One Asian Eye
Growing Up Eurasian in America
by
Book Details
About the Book
"The great thing about being ostracized is there's no peer pressure."
Jean is the ultimate outsider. With a white father and Asian mother, she is too dark to be considered "white" and too white to be considered anything else. She catches grief from whites and minorities alike as she tries to piece together clues from her ancestry among a predominantly white populace.
This personal anthology is composed of a series of telling moments. Headed by popular songs, each carefully crafted short story and essay provides humor, drama and powerful insight into the changing face of America.

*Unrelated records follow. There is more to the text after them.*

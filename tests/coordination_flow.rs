//! End-to-end coordination flows over the in-memory backends: experiment
//! ingestion, batch submission and processing, progress, and result
//! retrieval.

use std::sync::Arc;

use async_trait::async_trait;
use parking_lot::Mutex;
use tokio_util::sync::CancellationToken;

use plateflow_core::catalog::{AxisSpec, ChannelSettings, ExperimentSpec, GridSpec, UploadedImage};
use plateflow_core::config::PlateflowConfig;
use plateflow_core::dispatch::{MemoryWorkerQueue, WorkerOutcome, WorkerRequest};
use plateflow_core::error::Result;
use plateflow_core::services::{PlateflowServices, ServiceDeps};
use plateflow_core::state_machine::BatchState;
use plateflow_core::storage::MemoryObjectStore;
use plateflow_core::store::{FileRef, MemoryStore, WellSiteRef};
use plateflow_core::{AnalysisWorker, ObjectStore, PlateflowError};

fn experiment_spec(wells: &[&str], counts: (i32, i32, i32, i32)) -> ExperimentSpec {
    let spatial = |count, delta| AxisSpec {
        count,
        delta,
        unit: "mm".to_string(),
    };
    ExperimentSpec {
        project_name: "proj".to_string(),
        experiment_name: "exp".to_string(),
        description: Some("integration".to_string()),
        plate_type: "96-CO-3603".to_string(),
        plate_name: "plate-1".to_string(),
        microscope_name: "squid-1".to_string(),
        objective_name: "20x".to_string(),
        cell_line: Some("U2OS".to_string()),
        well_list: wells.iter().map(|w| w.to_string()).collect(),
        grid: GridSpec {
            x: spatial(counts.0, 0.9),
            y: spatial(counts.1, 0.9),
            z: spatial(counts.2, 0.0015),
            t: AxisSpec {
                count: counts.3,
                delta: 0.0,
                unit: "s".to_string(),
            },
        },
        channels: vec![ChannelSettings {
            name: "BF full".to_string(),
            exposure_time_ms: 20.0,
            analog_gain: 0.0,
            illumination_strength: 5.0,
        }],
    }
}

/// Worker double: pops a scripted exit code per run and, on success,
/// writes feature tables for the sites it reports.
struct ScriptedWorker {
    exit_codes: Mutex<Vec<i32>>,
    well_sites: Vec<WellSiteRef>,
}

impl ScriptedWorker {
    fn succeeding(well_sites: Vec<WellSiteRef>) -> Self {
        Self::scripted(vec![], well_sites)
    }

    fn scripted(exit_codes: Vec<i32>, well_sites: Vec<WellSiteRef>) -> Self {
        Self {
            exit_codes: Mutex::new(exit_codes),
            well_sites,
        }
    }
}

#[async_trait]
impl AnalysisWorker for ScriptedWorker {
    async fn run(
        &self,
        request: WorkerRequest<'_>,
        _cancel: &CancellationToken,
    ) -> Result<WorkerOutcome> {
        let exit_code = {
            let mut codes = self.exit_codes.lock();
            if codes.is_empty() {
                0
            } else {
                codes.remove(0)
            }
        };
        if exit_code == 0 {
            let mut nucleus = String::from("well,site,ObjectNumber,Area\n");
            let mut cytoplasm =
                String::from("well,site,ObjectNumber,Parent_nucleus,Intensity\n");
            for ws in &self.well_sites {
                nucleus.push_str(&format!("{},{},1,40\n", ws.well, ws.site));
                cytoplasm.push_str(&format!("{},{},1,1,0.5\n", ws.well, ws.site));
            }
            std::fs::write(request.output_dir.join("nucleus.csv"), nucleus)
                .map_err(|e| PlateflowError::storage("worker", e))?;
            std::fs::write(request.output_dir.join("cytoplasm.csv"), cytoplasm)
                .map_err(|e| PlateflowError::storage("worker", e))?;
        }
        Ok(WorkerOutcome {
            exit_code,
            well_sites: self.well_sites.clone(),
        })
    }
}

struct Harness {
    services: PlateflowServices,
    queue: Arc<MemoryWorkerQueue>,
    storage: Arc<MemoryObjectStore>,
}

async fn harness(worker: ScriptedWorker) -> Harness {
    let store = Arc::new(MemoryStore::new());
    let storage = Arc::new(MemoryObjectStore::new());
    let queue = Arc::new(MemoryWorkerQueue::new());
    let services = PlateflowServices::new(ServiceDeps {
        catalog_store: store.clone(),
        batch_store: store,
        object_store: storage.clone(),
        queue: queue.clone(),
        worker: Arc::new(worker),
        config: PlateflowConfig {
            retry_backoff_ms: 1,
            ..PlateflowConfig::default()
        },
    });
    services.initialize().await.unwrap();
    Harness {
        services,
        queue,
        storage,
    }
}

/// Upload one image per (well, site) and return the file references a
/// submission would carry.
async fn upload_images(h: &Harness, well_sites: &[WellSiteRef]) -> Vec<FileRef> {
    let mut refs = Vec::new();
    for ws in well_sites {
        let filename = format!("{}_s{}_x0_y0_BF_full.tif", ws.well, ws.site);
        let key = format!("proj/exp/{filename}");
        h.storage
            .put("experiment-images", &key, vec![0u8; 8])
            .await
            .unwrap();
        refs.push(FileRef {
            filename,
            storage_path: key,
        });
    }
    refs
}

fn sites(pairs: &[(&str, i64)]) -> Vec<WellSiteRef> {
    pairs
        .iter()
        .map(|(well, site)| WellSiteRef {
            well: well.to_string(),
            site: *site,
        })
        .collect()
}

#[tokio::test]
async fn full_lifecycle_from_ingestion_to_result() {
    let covered = sites(&[("B03", 1), ("B03", 2), ("C07", 1), ("C07", 2)]);
    let h = harness(ScriptedWorker::succeeding(covered.clone())).await;
    h.services
        .create_experiment(&experiment_spec(&["B03", "C07"], (2, 1, 1, 1)))
        .await
        .unwrap();

    let images: Vec<UploadedImage> = upload_images(&h, &covered)
        .await
        .into_iter()
        .map(|r| UploadedImage {
            filename: r.filename,
            storage_path: r.storage_path,
        })
        .collect();
    let registered = h
        .services
        .register_images("proj", "exp", &images)
        .await
        .unwrap();
    assert_eq!(registered, 4);

    // Nothing processed yet: zero progress and no downloadable result.
    let status = h.services.experiment_status("proj", "exp").await.unwrap();
    assert_eq!(status.total_sites, 4);
    assert_eq!(status.finished_sites, 0);
    assert!(h
        .services
        .experiment_result("proj", "exp")
        .await
        .unwrap()
        .is_none());

    // Submit and process the batch.
    let refs = upload_images(&h, &covered).await;
    let message = h
        .services
        .submit_batch("proj", "exp", "plate-1", refs)
        .await
        .unwrap();
    assert_eq!(message.batch_id, 0);
    let queued = h.queue.pop().expect("message on the map queue");
    assert_eq!(queued.batch_id, 0);

    let done_id = h
        .services
        .dispatcher
        .process(&queued, &CancellationToken::new())
        .await
        .unwrap();
    assert_eq!(done_id, 0);

    let status = h.services.experiment_status("proj", "exp").await.unwrap();
    assert_eq!(status.finished_sites, 4);
    assert!(status.is_complete());
    assert_eq!(status.wells["B03"][&1], 1);
    assert_eq!(status.wells["C07"][&2], 1);

    let artifact = h
        .services
        .experiment_result("proj", "exp")
        .await
        .unwrap()
        .expect("merged artifact");
    assert_eq!(artifact.rows, 4);
    let csv = String::from_utf8(
        h.storage
            .get("experiment-results", &artifact.storage_path)
            .await
            .unwrap(),
    )
    .unwrap();
    assert!(csv.lines().next().unwrap().contains("cytoplasm_Intensity"));
}

#[tokio::test]
async fn experiment_ingestion_is_idempotent() {
    let h = harness(ScriptedWorker::succeeding(vec![])).await;
    let spec = experiment_spec(&["B03"], (2, 2, 1, 1));
    let first = h.services.create_experiment(&spec).await.unwrap();
    let second = h.services.create_experiment(&spec).await.unwrap();
    assert_eq!(first.id, second.id);

    // Site count did not double.
    let status = h.services.experiment_status("proj", "exp").await.unwrap();
    assert_eq!(status.total_sites, 4);
}

#[tokio::test]
async fn duplicate_batch_ids_are_rejected_distinct_ids_accepted() {
    let h = harness(ScriptedWorker::succeeding(vec![])).await;
    let experiment = h
        .services
        .create_experiment(&experiment_spec(&["B03"], (1, 1, 1, 1)))
        .await
        .unwrap();

    h.services
        .tracker
        .register_batch(experiment.id, 0)
        .await
        .unwrap();
    let err = h
        .services
        .tracker
        .register_batch(experiment.id, 0)
        .await
        .unwrap_err();
    assert!(matches!(err, PlateflowError::DuplicateBatch { batch_id: 0, .. }));
    h.services
        .tracker
        .register_batch(experiment.id, 1)
        .await
        .unwrap();
}

#[tokio::test]
async fn oom_retry_runs_under_a_strictly_larger_batch_id() {
    let covered = sites(&[("B03", 1)]);
    let h = harness(ScriptedWorker::scripted(vec![137, 0], covered.clone())).await;
    let experiment = h
        .services
        .create_experiment(&experiment_spec(&["B03"], (1, 1, 1, 1)))
        .await
        .unwrap();

    let refs = upload_images(&h, &covered).await;
    let message = h
        .services
        .submit_batch("proj", "exp", "plate-1", refs)
        .await
        .unwrap();
    let done_id = h
        .services
        .dispatcher
        .process(&message, &CancellationToken::new())
        .await
        .unwrap();
    assert!(done_id > message.batch_id);

    // The failed attempt stays on record with its exit code.
    assert_eq!(
        h.services
            .tracker
            .batch_state(experiment.id, message.batch_id)
            .await
            .unwrap(),
        BatchState::Failed(137)
    );
    assert_eq!(
        h.services
            .tracker
            .batch_state(experiment.id, done_id)
            .await
            .unwrap(),
        BatchState::Done
    );

    // Progress counts only the successful attempt, once.
    let status = h.services.experiment_status("proj", "exp").await.unwrap();
    assert_eq!(status.finished_sites, 1);
}

#[tokio::test]
async fn cancellation_mid_submission_is_recorded_as_terminated() {
    let covered = sites(&[("B03", 1)]);
    let h = harness(ScriptedWorker::succeeding(covered.clone())).await;
    let experiment = h
        .services
        .create_experiment(&experiment_spec(&["B03"], (1, 1, 1, 1)))
        .await
        .unwrap();

    let refs = upload_images(&h, &covered).await;
    let message = h
        .services
        .submit_batch("proj", "exp", "plate-1", refs)
        .await
        .unwrap();
    let cancel = CancellationToken::new();
    cancel.cancel();

    let err = h
        .services
        .dispatcher
        .process(&message, &cancel)
        .await
        .unwrap_err();
    assert!(matches!(err, PlateflowError::Cancelled { .. }));
    assert_eq!(
        h.services
            .tracker
            .batch_state(experiment.id, message.batch_id)
            .await
            .unwrap(),
        BatchState::Terminated
    );
    // Terminated work contributes no progress and no result.
    let status = h.services.experiment_status("proj", "exp").await.unwrap();
    assert_eq!(status.finished_sites, 0);
    assert!(h
        .services
        .experiment_result("proj", "exp")
        .await
        .unwrap()
        .is_none());
}

#[tokio::test]
async fn rejects_grid_spacing_in_unexpected_units() {
    let h = harness(ScriptedWorker::succeeding(vec![])).await;
    let mut spec = experiment_spec(&["B03"], (1, 1, 1, 1));
    spec.grid.z.unit = "um".to_string();
    let err = h.services.create_experiment(&spec).await.unwrap_err();
    assert!(matches!(
        err,
        PlateflowError::UnsupportedUnit { axis: 'z', .. }
    ));
}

"One Asian Eye fills two important gaps in Asian American literature: accounts of the condition of being multiracial and literature in any genre about growing up in the Midwest. The book should fill the needs of many courses in Asian American literature and biography."
-John Streamas
Postdoctoral Fellow, Asian American Studies, University of Illinois
Assistant Professor, Comparative Ethnic Studies, Washington State University
"Jean Giovanetti captures the often elusive feelings of conflict and confusion that are part of being Asian American in middle America, and she captures them with beautiful, evocative and righteous prose. Thanks to her, our voice-and our shared experience-are made louder and richer and more powerful."
-Gil Asakawa
DenverPost.com Executive Producer
Nikkeiview.com online columnist and author of Being Japanese American (Stone Bridge Press, 2004)
"Jean's writing is a rare find, and definitely shows that Asian Americans can flourish in the 'Great Void' between the East and West Coasts."
-Wataru Ebihara, PhD
Poet and a native of Cleveland now living in Los Angeles
About the Author
Jean Giovanetti is a former journalist and writing instructor living with her family in Wisconsin.